** Opening Raw data block **

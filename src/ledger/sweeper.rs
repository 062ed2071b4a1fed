//! Expiry Sweeper
//!
//! Background worker that deletes idempotency rows past `expires_at`.
//! Lookups already ignore expired rows; this only reclaims storage.

use std::sync::Arc;
use std::time::Duration;

use chrono::Utc;
use tracing::{debug, error, info};

use super::error::LedgerError;
use super::store::IdempotencyStore;

pub struct ExpirySweeper {
    store: Arc<dyn IdempotencyStore>,
    interval: Duration,
}

impl ExpirySweeper {
    pub fn new(store: Arc<dyn IdempotencyStore>, interval: Duration) -> Self {
        Self { store, interval }
    }

    /// Run the sweep loop forever
    pub async fn run(&self) -> ! {
        info!(
            interval_secs = self.interval.as_secs(),
            "Starting idempotency expiry sweeper"
        );

        let mut ticker = tokio::time::interval(self.interval);
        loop {
            ticker.tick().await;
            if let Err(e) = self.sweep_once().await {
                error!(error = %e, "Idempotency sweep failed");
            }
        }
    }

    /// Run a single sweep
    pub async fn sweep_once(&self) -> Result<u64, LedgerError> {
        let purged = self.store.purge_expired(Utc::now()).await?;
        if purged > 0 {
            info!(purged, "Purged expired idempotency keys");
        } else {
            debug!("No expired idempotency keys");
        }
        Ok(purged)
    }
}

** Closing Raw data block **

» Work required:
What you give back must match the records word for word.

» Response for this exercise:
filename src/ledger/sweeper.rs
repository 062ed2071b4a1fed
//! Expiry Sweeper
//!
//! Background worker that deletes idempotency rows past `expires_at`.
//! Lookups already ignore expired rows; this only reclaims storage.

use std::sync::Arc;
use std::time::Duration;

use chrono::Utc;
use tracing::{debug, error, info};

use super::error::LedgerError;
use super::store::IdempotencyStore;

pub struct ExpirySweeper {
    store: Arc<dyn IdempotencyStore>,
    interval: Duration,
}

impl ExpirySweeper {
    pub fn new(store: Arc<dyn IdempotencyStore>, interval: Duration) -> Self {
        Self { store, interval }
    }

    /// Run the sweep loop forever
    pub async fn run(&self) -> ! {
        info!(
            interval_secs = self.interval.as_secs(),
            "Starting idempotency expiry sweeper"
        );

        let mut ticker = tokio::time::interval(self.interval);
        loop {
            ticker.tick().await;
            if let Err(e) = self.sweep_once().await {
                error!(error = %e, "Idempotency sweep failed");
            }
        }
    }

    /// Run a single sweep
    pub async fn sweep_once(&self) -> Result<u64, LedgerError> {
        let purged = self.store.purge_expired(Utc::now()).await?;
        if purged > 0 {
            info!(purged, "Purged expired idempotency keys");
        } else {
            debug!("No expired idempotency keys");
        }
        Ok(purged)
    }
}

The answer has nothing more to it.